The motion court properly interpreted the unambiguous mortgage agreement, as a matter of law, in requiring that plaintiff obtain terrorism coverage under either the “all risks” provision or the “other insurance” provision. In this regard, the court aptly distinguished the “all risks” provision here, whose “now or hereafter” language contemplated a flexible obligation subject to change as the marketplace recognized new insurable risks, from that in Omni Berkshire Corp. v Wells Fargo Bank, N.A. (307 F Supp 2d 534 [SD NY 2004]), which lacked such language. Contrary to plaintiffs contention, the existence of the *332“other insurance” provision did not render the “all risks” provision meaningless under the foregoing interpretation (see e.g. American Bldg. Maintenance Co. of N.Y., Inc. v Solow Mgt. Corp., 7 AD3d 331 [2004]), since, as the motion court noted, the “other insurance” provision also applied to other types of insurance required under the mortgage agreement. Nor is our decision in Four Times Sq. Assoc., L.L.C. v Cigna Invs., Inc. (306 AD2d 4 [2003]), in which we preliminarily enjoined a forced placement of terrorism coverage, to the contrary, since all that was necessary in that case was that there be a prima facie likelihood of success on the merits and we expressly stated that the contractual rights of the parties were not being determined. In any event, it is settled law that the determination on a preliminary injunction lacks preclusive effect (see Coinmach Corp. v Fordham Hill Owners Corp., 3 AD3d 312, 314 [2004]).

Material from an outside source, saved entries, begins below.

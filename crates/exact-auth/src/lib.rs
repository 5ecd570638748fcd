//! Exact Online OAuth2 authorization library
//!
//! Scripted browser login, token exchange and token refresh for the Exact
//! Online accounting API. The crate does not persist anything; callers store
//! the returned `TokenSet` themselves.
//!
//! Flow:
//! 1. `build_authorize_url()` from the client id and redirect URI
//! 2. `BrowserLoginFlow::run()` fills the login form, approves consent and
//!    returns the `AuthorizationCode` from the final redirect
//! 3. `TokenExchanger::exchange_code()` consumes the code for a `TokenSet`
//! 4. Later, `TokenExchanger::exchange_refresh_token()` renews it

pub mod authorize_url;
pub mod browser;
pub mod constants;
pub mod error;
pub mod exchange;
pub mod http_browser;
pub mod login;
pub mod token;

pub use authorize_url::{AuthorizeOptions, build_authorize_url};
pub use browser::{Browser, BrowserError, BrowserFactory, BrowserFuture, FormSelector};
pub use constants::*;
pub use error::{Error, Result};
pub use exchange::{Credentials, TokenExchanger};
pub use http_browser::{HttpBrowser, HttpBrowserFactory};
pub use login::{BrowserLoginFlow, LoginAction, LoginEvent, LoginState};
pub use token::{AuthorizationCode, TokenResponse, TokenSet};
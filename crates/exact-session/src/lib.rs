//! Exact Online authorization coordinator
//!
//! Ties the scripted browser login, the token endpoint and the API probe
//! together behind `Authorizer`, and keeps the host application's
//! `SharedSettings` up to date where the operation says so.
//!
//! Lifecycle:
//! 1. Host creates `SharedSettings` at startup and hands a clone to `Authorizer`
//! 2. `authorize()` logs in and returns tokens; the host stores them
//! 3. `authorized()` / `authorize_division()` probe `/Current/Me`
//! 4. `refresh_authorization()` renews tokens and writes them to settings
//!
//! Nothing here guards against concurrent calls: two overlapping refreshes
//! both write settings, last write wins.

pub mod authorizer;
pub mod error;

pub use authorizer::{Authorizer, PROBE_PATH};
pub use error::{Error, Result};
//! Command-line interface
//!
//! Credentials and tokens come from the environment so they never show up
//! in the process list.

use std::path::PathBuf;

use clap::{Parser, Subcommand};

#[derive(Debug, Parser)]
#[command(name = "exact-login")]
#[command(about = "Authorize against Exact Online and print the resulting tokens")]
#[command(version)]
pub struct Cli {
    /// Settings file (TOML); defaults to ./exact-login.toml
    #[arg(long, global = true, env = "EXACT_CONFIG", value_name = "PATH")]
    pub config: Option<PathBuf>,

    #[command(subcommand)]
    pub command: Command,
}

#[derive(Debug, Clone, Copy, PartialEq, Eq, Subcommand)]
pub enum Command {
    /// Print the authorization URL for the configured client
    Url,
    /// Browser login with EXACT_USER_NAME / EXACT_PASSWORD, print tokens
    Authorize,
    /// Exchange EXACT_REFRESH_TOKEN for new tokens
    Refresh,
    /// Check whether EXACT_ACCESS_TOKEN is accepted; exits 1 if not
    Status,
    /// Print the current division for EXACT_ACCESS_TOKEN
    Division,
    /// Configure and authorize from env, print the division and tokens
    Auto,
}

#[cfg(test)]
mod tests {
    use super::*;
    use clap::CommandFactory;
    use clap::error::ErrorKind;

    #[test]
    fn cli_definition_is_consistent() {
        Cli::command().debug_assert();
    }

    #[test]
    fn config_is_accepted_before_or_after_the_subcommand() {
        let before =
            Cli::try_parse_from(["exact-login", "--config", "/etc/exact.toml", "auto"]).unwrap();
        assert_eq!(before.config, Some(PathBuf::from("/etc/exact.toml")));
        assert_eq!(before.command, Command::Auto);

        let after =
            Cli::try_parse_from(["exact-login", "refresh", "--config", "/etc/exact.toml"]).unwrap();
        assert_eq!(after.config, Some(PathBuf::from("/etc/exact.toml")));
        assert_eq!(after.command, Command::Refresh);
    }

    #[test]
    fn help_is_not_a_parse_failure() {
        let err = Cli::try_parse_from(["exact-login", "--help"]).unwrap_err();
        assert_eq!(err.kind(), ErrorKind::DisplayHelp);
        assert_eq!(err.exit_code(), 0);
    }

    #[test]
    fn subcommand_is_required() {
        let err = Cli::try_parse_from(["exact-login"]).unwrap_err();
        assert!(
            matches!(
                err.kind(),
                ErrorKind::MissingSubcommand | ErrorKind::DisplayHelpOnMissingArgumentOrSubcommand
            ),
            "got: {:?}",
            err.kind()
        );
        assert_ne!(err.exit_code(), 0);
    }

    #[test]
    fn unknown_subcommand_is_rejected() {
        let err = Cli::try_parse_from(["exact-login", "login"]).unwrap_err();
        assert_eq!(err.kind(), ErrorKind::InvalidSubcommand);
    }
}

Although the lender’s position was justified on the basis of the “all risks” provision alone, plaintiff was also obligated to procure the additional coverage requested by the lender based on the “other insurance” provision. The lender’s request for terrorism coverage in addition to that already obtained by plaintiff was not unreasonable since it had a sufficient basis, notwithstanding the possible flaws in the coverage ultimately obtained by the lender, the lesser demands by other lenders and the high cost of such coverage. Absent the requisite conditional language (see Oppenheimer & Co., Inc. v Oppenheim, Appel, Dixon & Co., 86 NY2d 685, 691 [1995]), it was not a condition precedent to the lender’s right to request other insurance for it to show that such coverage was for a risk “commonly insured against.” On these motions, the lender did demonstrate that the risk was “commonly” insured against; it was not necessary that the risk be universally insured against, so plaintiffs demonstration that some buildings in Manhattan did not have terrorism coverage was not dispositive on this issue.

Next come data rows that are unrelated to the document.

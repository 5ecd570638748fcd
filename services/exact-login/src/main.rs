//! Exact Online login CLI
//!
//! Drives the authorizer from the command line:
//! 1. Loads settings (`--config` > `EXACT_CONFIG` > `exact-login.toml`, env overlays)
//! 2. Runs one command against the Exact Online OAuth2 and REST endpoints
//! 3. Prints tokens or the division on stdout for the caller to persist
//!
//! Logs go to stderr as JSON.

mod cli;

use std::process::ExitCode;

use anyhow::{Context, Result};
use clap::Parser;
use common::{Secret, Settings, SharedSettings};
use exact_auth::AuthorizeOptions;
use exact_session::Authorizer;
use tracing::info;
use tracing_subscriber::EnvFilter;
use tracing_subscriber::{layer::SubscriberExt, util::SubscriberInitExt};

use crate::cli::{Cli, Command};

#[tokio::main]
async fn main() -> Result<ExitCode> {
    // Initialize tracing with JSON output and LOG_LEVEL / RUST_LOG support
    tracing_subscriber::registry()
        .with(
            EnvFilter::try_from_env("LOG_LEVEL")
                .or_else(|_| EnvFilter::try_from_default_env())
                .unwrap_or_else(|_| EnvFilter::new("info")),
        )
        .with(
            tracing_subscriber::fmt::layer()
                .json()
                .with_writer(std::io::stderr),
        )
        .init();

    let args = Cli::parse();

    let config_path = Settings::resolve_path(args.config.as_deref());
    info!(path = %config_path.display(), command = ?args.command, "loading settings");
    let mut settings = Settings::load(&config_path)
        .with_context(|| format!("failed to load settings from {}", config_path.display()))?;
    if let Ok(token) = std::env::var("EXACT_ACCESS_TOKEN") {
        settings.access_token = Some(Secret::new(token));
    }
    if let Ok(token) = std::env::var("EXACT_REFRESH_TOKEN") {
        settings.refresh_token = Some(Secret::new(token));
    }

    let settings = SharedSettings::new(settings);
    let authorizer = Authorizer::with_http(settings.clone())
        .await
        .context("failed to build HTTP clients")?;

    run(args.command, &authorizer).await
}

/// Execute one command. Only `status` reports failure through the exit code;
/// everything else fails with an error.
async fn run(command: Command, authorizer: &Authorizer) -> Result<ExitCode> {
    match command {
        Command::Url => {
            let url = authorizer.authorize_url(&AuthorizeOptions::new()).await?;
            println!("{url}");
        }
        Command::Authorize => {
            let username = require_env("EXACT_USER_NAME")?;
            let password = Secret::new(require_env("EXACT_PASSWORD")?);
            let tokens = authorizer
                .authorize(&username, password.expose_str(), &AuthorizeOptions::new())
                .await
                .context("authorization failed")?;
            println!("{}", serde_json::to_string_pretty(&tokens)?);
        }
        Command::Refresh => {
            let tokens = authorizer
                .refresh_stored_authorization()
                .await
                .context("token refresh failed (is EXACT_REFRESH_TOKEN set?)")?;
            println!("{}", serde_json::to_string_pretty(&tokens)?);
        }
        Command::Status => {
            let authorized = authorizer.authorized().await.context("status probe failed")?;
            println!("{}", if authorized { "authorized" } else { "not authorized" });
            if !authorized {
                return Ok(ExitCode::FAILURE);
            }
        }
        Command::Division => {
            let division = authorizer
                .authorize_division()
                .await
                .context("could not read current division")?;
            println!("{division}");
        }
        Command::Auto => {
            let division = authorizer
                .auto_authorize()
                .await
                .context("automatic authorization failed")?;
            let settings = authorizer.settings().snapshot().await;
            let tokens = serde_json::json!({
                "division": division,
                "access_token": settings.access_token.as_ref().map(|t| t.expose_str().to_owned()),
                "refresh_token": settings.refresh_token.as_ref().map(|t| t.expose_str().to_owned()),
            });
            println!("{}", serde_json::to_string_pretty(&tokens)?);
        }
    }
    Ok(ExitCode::SUCCESS)
}

fn require_env(key: &str) -> Result<String> {
    std::env::var(key).with_context(|| format!("{key} must be set"))
}
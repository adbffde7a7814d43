use dotenv::dotenv;
use once_cell::sync::Lazy;
use std::env;
use std::path::PathBuf;

#[derive(Debug)]
pub struct Config {
    pub currency_symbol: String,
    pub data_path: PathBuf,
    pub log_level: String,
}

impl Config {
    fn from_env() -> Self {
        dotenv().ok();

        Self {
            currency_symbol: env::var("SPLITVIEW_CURRENCY").unwrap_or_else(|_| "₹".to_string()),
            data_path: env::var("SPLITVIEW_DATA")
                .map(PathBuf::from)
                .unwrap_or_else(|_| PathBuf::from("transactions.json")),
            log_level: env::var("LOG_LEVEL").unwrap_or_else(|_| "info".to_string()),
        }
    }
}

pub static CONFIG: Lazy<Config> = Lazy::new(Config::from_env);
use crate::core::errors::SplitviewError;
use crate::infrastructure::source::TransactionSource;
use async_trait::async_trait;
use serde_json::Value;
use std::sync::Arc;
use tokio::sync::RwLock;

#[derive(Clone)]
pub struct InMemorySource {
    payload: Arc<RwLock<Result<Value, String>>>,
}

impl InMemorySource {
    pub fn new(payload: Value) -> Self {
        InMemorySource {
            payload: Arc::new(RwLock::new(Ok(payload))),
        }
    }

    pub async fn replace(&self, payload: Value) {
        *self.payload.write().await = Ok(payload);
    }

    /// Makes every following fetch fail with `message`.
    pub async fn fail_with(&self, message: &str) {
        *self.payload.write().await = Err(message.to_string());
    }
}

#[async_trait]
impl TransactionSource for InMemorySource {
    async fn fetch(&self) -> Result<Value, SplitviewError> {
        match &*self.payload.read().await {
            Ok(payload) => Ok(payload.clone()),
            Err(message) => Err(SplitviewError::SourceError(message.clone())),
        }
    }
}
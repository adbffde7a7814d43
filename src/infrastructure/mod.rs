pub mod feed;
pub mod source;

pub use feed::{RefreshOutcome, TransactionFeed};
pub use source::TransactionSource;
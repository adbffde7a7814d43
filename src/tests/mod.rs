mod expense_tests;
mod feed_tests;

use crate::constants::NO_SPLIT_PLACEHOLDER;
use crate::core::models::{Category, Counterparty, PaymentStatus, SplitMode, Transaction, TransactionId};
use chrono::{DateTime, Duration, TimeZone, Utc};
use rust_decimal::Decimal;
use serde_json::{Value, json};
use std::str::FromStr;

pub fn base_date() -> DateTime<Utc> {
    Utc.with_ymd_and_hms(2025, 6, 10, 12, 0, 0).unwrap()
}

pub fn dec(s: &str) -> Decimal {
    Decimal::from_str(s).unwrap()
}

pub fn person(username: &str, full_name: &str) -> Counterparty {
    Counterparty {
        username: username.to_string(),
        full_name: full_name.to_string(),
    }
}

/// Builds a transaction with shares consistent with its split mode.
/// `id` doubles as "days ago", so lower ids are more recent.
pub fn expense(id: i64, name: &str, amount: &str, status: PaymentStatus, split_mode: SplitMode) -> Transaction {
    let amount = dec(amount);
    let (user_share, other_user_share) = match split_mode {
        SplitMode::User1PaidNoSplit => (amount, Decimal::ZERO),
        SplitMode::User2PaidNoSplit => (Decimal::ZERO, amount),
        _ => (amount / Decimal::TWO, amount / Decimal::TWO),
    };
    let split_with = if split_mode == SplitMode::User1PaidNoSplit {
        person("nosplit", NO_SPLIT_PLACEHOLDER)
    } else {
        person("alice", "Alice Sharma")
    };
    Transaction {
        id: TransactionId::Int(id),
        name: name.to_string(),
        amount,
        category: Category::Other,
        date: base_date() - Duration::days(id - 1),
        split_mode,
        split_with,
        user_share,
        other_user_share,
        settled: false,
        status,
    }
}

/// Six transactions, already ordered most recent first.
///
/// you_paid: 85.50, 120.40, 40.00, 150.00 (sum 395.90)
/// they_paid: 65.80 (no split, open), 28.60 (equal split, settled)
pub fn sample_transactions() -> Vec<Transaction> {
    let bob = person("bob", "Bob Mehta");
    let carol = person("carol", "Carol Dsouza");

    vec![
        Transaction {
            category: Category::Food,
            ..expense(1, "Pizza night", "85.50", PaymentStatus::YouPaid, SplitMode::User1PaidSplitEqual)
        },
        Transaction {
            category: Category::Utilities,
            split_with: bob.clone(),
            ..expense(2, "Electricity bill", "120.40", PaymentStatus::YouPaid, SplitMode::User1PaidSplitEqual)
        },
        Transaction {
            category: Category::Entertainment,
            ..expense(3, "Movie tickets", "40.00", PaymentStatus::YouPaid, SplitMode::User1PaidNoSplit)
        },
        Transaction {
            category: Category::Transportation,
            ..expense(4, "Taxi to airport", "65.80", PaymentStatus::TheyPaid, SplitMode::User2PaidNoSplit)
        },
        Transaction {
            category: Category::Groceries,
            split_with: bob,
            settled: true,
            ..expense(5, "Groceries run", "28.60", PaymentStatus::TheyPaid, SplitMode::User2PaidSplitEqual)
        },
        Transaction {
            category: Category::Travel,
            split_with: carol,
            ..expense(6, "Weekend trip", "150.00", PaymentStatus::YouPaid, SplitMode::User1PaidSplitEqual)
        },
    ]
}

/// A transaction as the backend serialises it.
pub fn wire_record(id: i64, name: &str, amount: Value) -> Value {
    json!({
        "id": id,
        "name": name,
        "amount": amount,
        "category": "food",
        "date": "2025-06-01T18:30:00Z",
        "splitMode": "user1_paid_split_equal",
        "splitWith": { "username": "alice", "fullName": "Alice Sharma" },
        "userShare": 10.0,
        "otherUserShare": 10.0,
        "settled": false,
        "status": "you_paid"
    })
}

pub fn ids(transactions: &[&Transaction]) -> Vec<TransactionId> {
    transactions.iter().map(|tx| tx.id.clone()).collect()
}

Summary judgment dismissal of defendant’s counterclaim for legal fees was properly denied in the absence of a “clear manifestation” that the lender intended to waive its contractual right to such fees (see Courtney-Clarke v Rizzoli Intl. Publs., 251 AD2d 13, 13 [1998]). While the lender had agreed that it would not declare plaintiff in default and that its notice of default was deemed withdrawn for all purposes, the existence of an event of default differs from the lender’s declaration of a default by giving notice for the purpose of triggering its right to certain remedies.
We have considered plaintiff’s other contentions and find them unavailing. Concur—Nardelli, J.P., Mazzarelli, Saxe, Friedman and Catterson, JJ.